Je balance mollement un bras dans sa direction en bougonnant, comme si ça allait suffire à la faire
taire. Ou mieux... disparaître.

– Debout, tout de suite, ou ta dose de caféine finit dans l'évier !

– Qu'est-ce que tu fous debout, toi ? ronchonné-je en me tournant face au mur. Il n'est même pas
6 heures.

– Pas dormi. J'attends que tu ailles au front avant de me coucher. Tu n'es pas la seule à avoir une journée chargée ! ricane-t-elle de plus belle en tirant sur ma couette.


Elle a gagné. Je lâche un croassement ridicule – supposé être un cri de rage, digne et percutant – et
m'extrais du lit d'un bond.

– Tu vois, quand tu veux ! jubile ma jumelle en me tendant le breuvage noir.
– Cinq jours sans toi... Enfin des vacances ! soupiré-je théâtralement en serrant la tasse chaude
entre mes mains.
– Tu dis ça maintenant, mais je te parie que tu vas pleurnicher dans ton lit de duchesse, ce soir.

Son ton était... frisquet. Je l'ai vexée. Pendant quelques secondes, je décide de mettre ma
mauvaise humeur – et mon stress – de côté et prends ma sœur dans mes bras. Elle résiste un instant,
avant de céder. En réalité, je n'ai aucune envie de la quitter.
Quatre nuits loin d'elle. Rien que d'y penser, ça me fout le cafard.

***


Le chauffeur de taxi dépose mes deux valises devant la porte du 30 St George Street. Trente
secondes plus tard, le visage espiègle de Connor apparaît et mes bagages passent dans d'autres
mains. Les siennes. D'une longueur impressionnante, presque surhumaine. Ce type a tout d'un gentil ogre. Qui préfère le porridge et la marmelade à la chair fraîche des enfants.

– Miss Merlin, vous me suivez ? se retourne le géant squelettique, tout sourire, alors que je me
suis arrêtée au beau milieu des escaliers, les yeux rivés sur une photo.

Un portrait récent de Birdie et... Zayn...
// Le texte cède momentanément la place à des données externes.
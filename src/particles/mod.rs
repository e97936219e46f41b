//! Particle pool
//!
//! Each channel owns a fixed-size pool of drifting particles. A particle's
//! look is never stored on it: the renderer reads the channel's blended theme
//! every frame, so a whole pool changes in lockstep during a transition.

use glam::Vec2;
use rand::rngs::StdRng;
use rand::{Rng, SeedableRng};
use serde::{Deserialize, Serialize};

/// Motion and spawn parameters shared by every pool
#[derive(Debug, Clone, PartialEq, Serialize, Deserialize)]
#[serde(default)]
pub struct ParticleParams {
    /// Particles per channel
    pub pool_size: usize,
    /// Multiplicative velocity damping per tick
    pub damping: f32,
    /// Max random velocity nudge per axis per tick
    pub jitter: f32,
    /// Fraction of velocity kept (and inverted) when leaving the canvas
    pub bounce: f32,
    /// Life at spawn; alpha is `life / initial_life`
    pub initial_life: f32,
    /// Spawn velocity range per axis is `-spawn_speed..spawn_speed`
    pub spawn_speed: f32,
    pub size_range: [f32; 2],
    pub decay_range: [f32; 2],
    /// Angular velocity range is `-max_spin..max_spin`
    pub max_spin: f32,
    pub follow_range: [f32; 2],
}

impl Default for ParticleParams {
    fn default() -> Self {
        Self {
            pool_size: 60,
            damping: 0.97,
            jitter: 0.05,
            bounce: 0.5,
            initial_life: 255.0,
            spawn_speed: 2.0,
            size_range: [10.0, 25.0],
            decay_range: [0.3, 1.0],
            max_spin: 0.05,
            follow_range: [0.005, 0.02],
        }
    }
}

/// Uniform sample in `lo..hi`, or `lo` for an empty range
fn sample(rng: &mut impl Rng, lo: f32, hi: f32) -> f32 {
    if hi > lo {
        rng.random_range(lo..hi)
    } else {
        lo
    }
}

/// A single animated particle
#[derive(Debug, Clone, PartialEq)]
pub struct Particle {
    pub position: Vec2,
    pub velocity: Vec2,
    pub size: f32,
    /// Remaining life; the particle is replaced at or below zero
    pub life: f32,
    /// Life lost per tick
    pub decay: f32,
    pub rotation: f32,
    pub angular_velocity: f32,
    /// Fraction of the offset to the target added to velocity per tick
    pub follow_strength: f32,
    /// Attraction point, if any
    pub target: Option<Vec2>,
}

impl Particle {
    /// Fresh particle at the center of `bounds`
    pub fn spawn(rng: &mut impl Rng, bounds: Vec2, params: &ParticleParams) -> Self {
        let speed = params.spawn_speed.abs();
        Self {
            position: bounds * 0.5,
            velocity: Vec2::new(sample(rng, -speed, speed), sample(rng, -speed, speed)),
            size: sample(rng, params.size_range[0], params.size_range[1]),
            life: params.initial_life,
            decay: sample(rng, params.decay_range[0], params.decay_range[1]),
            rotation: sample(rng, 0.0, std::f32::consts::TAU),
            angular_velocity: sample(rng, -params.max_spin.abs(), params.max_spin.abs()),
            follow_strength: sample(rng, params.follow_range[0], params.follow_range[1]),
            target: None,
        }
    }

    /// Advance one tick inside a canvas of `bounds`
    pub fn update(&mut self, rng: &mut impl Rng, bounds: Vec2, params: &ParticleParams) {
        if let Some(target) = self.target {
            self.velocity += (target - self.position) * self.follow_strength;
        }
        self.position += self.velocity;
        self.velocity *= params.damping;
        self.life -= self.decay;
        self.rotation += self.angular_velocity;

        let jitter = params.jitter.abs();
        self.velocity += Vec2::new(sample(rng, -jitter, jitter), sample(rng, -jitter, jitter));

        if self.position.x < 0.0 || self.position.x > bounds.x {
            self.velocity.x *= -params.bounce;
        }
        if self.position.y < 0.0 || self.position.y > bounds.y {
            self.velocity.y *= -params.bounce;
        }
    }

    pub fn is_dead(&self) -> bool {
        self.life <= 0.0
    }

    /// Opacity in 0.0-1.0 derived from remaining life
    pub fn alpha(&self, initial_life: f32) -> f32 {
        if initial_life <= 0.0 {
            return 0.0;
        }
        (self.life / initial_life).clamp(0.0, 1.0)
    }
}

/// Fixed-size pool of particles for one channel
#[derive(Debug, Clone)]
pub struct ParticleSystem {
    particles: Vec<Particle>,
    bounds: Vec2,
    params: ParticleParams,
    rng: StdRng,
}

impl ParticleSystem {
    /// Pool of `params.pool_size` particles (at least one), randomly seeded
    pub fn new(bounds: Vec2, params: ParticleParams) -> Self {
        Self::with_rng(bounds, params, StdRng::seed_from_u64(rand::random()))
    }

    /// Pool driven by a caller-supplied generator
    pub fn with_rng(bounds: Vec2, params: ParticleParams, mut rng: StdRng) -> Self {
        let size = params.pool_size.max(1);
        let particles = (0..size)
            .map(|_| Particle::spawn(&mut rng, bounds, &params))
            .collect();
        Self {
            particles,
            bounds,
            params,
            rng,
        }
    }

    /// Advance every particle one tick, replacing the dead in place
    pub fn update(&mut self) {
        let bounds = self.bounds;
        for particle in &mut self.particles {
            particle.update(&mut self.rng, bounds, &self.params);
            if particle.is_dead() {
                *particle = Particle::spawn(&mut self.rng, bounds, &self.params);
            }
        }
    }

    /// Point the first `count` particles at `position`
    pub fn attract_leaders(&mut self, position: Vec2, count: usize) {
        for particle in self.particles.iter_mut().take(count) {
            particle.target = Some(position);
        }
    }

    pub fn particles(&self) -> &[Particle] {
        &self.particles
    }

    pub fn particles_mut(&mut self) -> &mut [Particle] {
        &mut self.particles
    }

    pub fn len(&self) -> usize {
        self.particles.len()
    }

    pub fn is_empty(&self) -> bool {
        self.particles.is_empty()
    }

    pub fn bounds(&self) -> Vec2 {
        self.bounds
    }

    pub fn params(&self) -> &ParticleParams {
        &self.params
    }
}

#[cfg(test)]
mod tests {
    use super::*;

    const CANVAS: Vec2 = Vec2::new(800.0, 600.0);

    fn seeded(params: ParticleParams) -> ParticleSystem {
        ParticleSystem::with_rng(CANVAS, params, StdRng::seed_from_u64(7))
    }

    #[test]
    fn test_spawn_ranges() {
        let params = ParticleParams::default();
        let mut rng = StdRng::seed_from_u64(1);
        for _ in 0..200 {
            let p = Particle::spawn(&mut rng, CANVAS, &params);
            assert_eq!(p.position, Vec2::new(400.0, 300.0));
            assert!(p.velocity.x >= -2.0 && p.velocity.x <= 2.0);
            assert!(p.size >= 10.0 && p.size <= 25.0);
            assert!(p.decay >= 0.3 && p.decay <= 1.0);
            assert!(p.follow_strength >= 0.005 && p.follow_strength <= 0.02);
            assert_eq!(p.life, 255.0);
            assert!(p.target.is_none());
        }
    }

    #[test]
    fn test_pool_size_is_invariant() {
        let mut system = seeded(ParticleParams::default());
        assert_eq!(system.len(), 60);
        // Long enough for every particle to die several times
        for _ in 0..3000 {
            system.update();
            assert_eq!(system.len(), 60);
        }
        assert!(system.particles().iter().all(|p| !p.is_dead()));
    }

    #[test]
    fn test_zero_pool_size_keeps_one_particle() {
        let params = ParticleParams {
            pool_size: 0,
            ..ParticleParams::default()
        };
        assert_eq!(seeded(params).len(), 1);
    }

    #[test]
    fn test_motion_without_jitter() {
        let params = ParticleParams {
            jitter: 0.0,
            ..ParticleParams::default()
        };
        let mut rng = StdRng::seed_from_u64(3);
        let mut p = Particle::spawn(&mut rng, CANVAS, &params);
        p.velocity = Vec2::new(1.0, -2.0);
        p.decay = 0.5;
        p.rotation = 0.0;
        p.angular_velocity = 0.01;

        p.update(&mut rng, CANVAS, &params);
        assert_eq!(p.position, Vec2::new(401.0, 298.0));
        assert!((p.velocity - Vec2::new(0.97, -1.94)).length() < 1e-6);
        assert_eq!(p.life, 254.5);
        assert!((p.rotation - 0.01).abs() < 1e-6);
    }

    #[test]
    fn test_attraction_pulls_toward_target() {
        let params = ParticleParams {
            jitter: 0.0,
            ..ParticleParams::default()
        };
        let mut rng = StdRng::seed_from_u64(4);
        let mut p = Particle::spawn(&mut rng, CANVAS, &params);
        p.velocity = Vec2::ZERO;
        p.follow_strength = 0.01;
        p.target = Some(Vec2::new(500.0, 300.0));

        p.update(&mut rng, CANVAS, &params);
        assert!((p.position.x - 401.0).abs() < 1e-4);
        assert_eq!(p.position.y, 300.0);
    }

    #[test]
    fn test_bounce_at_canvas_edge() {
        let params = ParticleParams {
            jitter: 0.0,
            damping: 1.0,
            ..ParticleParams::default()
        };
        let mut rng = StdRng::seed_from_u64(5);
        let mut p = Particle::spawn(&mut rng, CANVAS, &params);
        p.position = Vec2::new(799.0, 300.0);
        p.velocity = Vec2::new(4.0, 0.0);

        p.update(&mut rng, CANVAS, &params);
        assert_eq!(p.position.x, 803.0);
        assert_eq!(p.velocity.x, -2.0);
    }

    #[test]
    fn test_attract_leaders() {
        let mut system = seeded(ParticleParams::default());
        let point = Vec2::new(10.0, 20.0);
        system.attract_leaders(point, 3);
        let targets: Vec<Option<Vec2>> = system.particles().iter().map(|p| p.target).collect();
        assert!(targets[..3].iter().all(|t| *t == Some(point)));
        assert!(targets[3..].iter().all(|t| t.is_none()));
    }

    #[test]
    fn test_alpha_from_life() {
        let mut rng = StdRng::seed_from_u64(6);
        let mut p = Particle::spawn(&mut rng, CANVAS, &ParticleParams::default());
        assert_eq!(p.alpha(255.0), 1.0);
        p.life = 127.5;
        assert_eq!(p.alpha(255.0), 0.5);
        p.life = -3.0;
        assert_eq!(p.alpha(255.0), 0.0);
    }
}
Je tourne enfin la tête vers le majordome, en sentant une chaleur me picoter les joues. Je croise son
regard amusé et parviens à me remettre en marche.

– Appelez-moi Emilie, réponds-je en le rattrapant. Ou encore mieux, appelez-moi Em !
– Parfait. Plus que deux étages !

Deux minutes plus tard, Connor tourne la clé dans une serrure dorée et ouvre la double-porte qui
mène au « niveau secret », comme il l'appelle. Je le suis jusqu'au centre d'une première pièce, aux
murs clairs et baignée de soleil. Il dépose les deux valises à ses pieds, puis se fige lorsque retentit la
sonnette de la porte d'entrée.

– Désolé Em, ce doit encore être le jardinier. Je vous laisse visiter vos appartements seule, mais
n'hésitez pas à utiliser l'interphone,
dit-il en me montrant l'engin fixé au mur. Il communique
directement avec tous les étages.

– Merci Connor, lancé-je alors qu'il est déjà parti en mode fusée. Ne vous cassez pas une jambe
en descendant les escaliers !

Je suis la nounou de qui, déjà ?

Je jette un coup d'œil à ma montre. 7 h 10. J'ai donc une vingtaine de minutes avant que la petite
se réveille. Je reprends mon inspection. Cent mètres carrés. Rien que pour moi.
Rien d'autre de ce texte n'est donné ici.